(162a) Alarm Management Using Data-Driven Methods | AIChE

(162a) Alarm Management Using Data-Driven Methods

Authors 

Goel, P. - Presenter, Texas A&M University
Pistikopoulos, E., Texas A&M Energy Institute, Texas A&M University
Mannan, M. S., Texas A&M University
Datta, A., Texas A&M University
Alarm systems are a crucial part of modern control systems. They serve as a layer of protection and provide a prior indication to the operator about an abnormal process event. Alarms are designed and configured in the control systems and logged into historian for future references and reviews.
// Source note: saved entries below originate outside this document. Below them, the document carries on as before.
//! Run with `cargo run --example categories -- -DskipE2ETests` to skip the
//! end-to-end tests, or pass `--list` to only print what would run.

use std::{env, thread, time::Duration};

use kitag::{
    TestReport,
    category::Category,
    declaration::{DeclarationError, ExecutionMode},
    skip::SkipDecision,
    test::{DynamicTest, Test, TestFnHandle},
};
use tracing_subscriber::EnvFilter;

#[linkme::distributed_slice]
pub static TESTS: [Test];

fn parse_numbers() {
    let numbers: Vec<u32> = "1,2,3".split(',').map(|n| n.parse().unwrap()).collect();
    assert_eq!(numbers, [1, 2, 3]);
}

#[linkme::distributed_slice(TESTS)]
static PARSE_NUMBERS: Test = Test::single(
    "parse_numbers",
    Category::Unit,
    TestFnHandle::from_static_obj(&|| parse_numbers()),
);

fn word_lengths() -> Vec<DynamicTest> {
    ["kit", "tag", "category"]
        .into_iter()
        .map(|word| {
            DynamicTest::new(word, move || match word.chars().count() == word.len() {
                true => Ok(()),
                false => Err(format!("{word} is not ascii")),
            })
        })
        .collect()
}

#[linkme::distributed_slice(TESTS)]
static WORD_LENGTHS: Test = Test::parameterized("word_lengths", Category::Unit, word_lengths);

fn temp_dir_roundtrip() {
    let path = env::temp_dir().join("kitag-demo.txt");
    std::fs::write(&path, "kitag").unwrap();
    assert_eq!(std::fs::read_to_string(&path).unwrap(), "kitag");
    std::fs::remove_file(path).unwrap();
}

#[linkme::distributed_slice(TESTS)]
static TEMP_DIR_ROUNDTRIP: Test = Test::single(
    "temp_dir_roundtrip",
    Category::Integration,
    TestFnHandle::from_static_obj(&|| temp_dir_roundtrip()),
);

fn slow_endpoints() -> Vec<DynamicTest> {
    ["login", "search", "checkout", "logout"]
        .into_iter()
        .map(|endpoint| {
            DynamicTest::new(endpoint, || thread::sleep(Duration::from_millis(200)))
        })
        .collect()
}

#[linkme::distributed_slice(TESTS)]
static ENDPOINTS: Test = Test::group(
    "endpoints",
    Category::E2E,
    ExecutionMode::Concurrent,
    slow_endpoints,
);

fn main() -> Result<TestReport, DeclarationError> {
    tracing_subscriber::fmt()
        .with_env_filter(EnvFilter::try_from_default_env().unwrap_or_else(|_| EnvFilter::new("info")))
        .init();

    if env::args().any(|arg| arg == "--list") {
        for listed in kitag::harness(&TESTS).list()? {
            let decision = match listed.decision {
                SkipDecision::Run => String::from("run"),
                SkipDecision::Skip(cause) => format!("skip ({cause})"),
            };
            println!("{}: {} [{decision}]", listed.name, listed.declaration);
        }
        return Ok(TestReport::default());
    }

    kitag::harness(&TESTS).run()
}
With the progress in data mining and analysis methods, the alarm and event logs can be mined to generate diagnostic information about the healthiness and configuration of the alarm system. To demonstrate this, we propose a method to mine information from alarm & event log. This method is developed on an open-source programming platform. The input to the tool is an alarm and event log file from an asset management system or control system. This tool aids in (1) identifying and extracting alarm flood sequences, (2) providing graphs for visual analysis, (3) mining frequent alarm patterns and (4) bench marking the system against the Key Performance Indicators (KPI). The outputs can be used for offline analysis, rationalization of the alarm system, definition of suppression logics, and reduction in the alarm floods. The effectiveness of the proposed method and tool is established by application to a real industrial data set.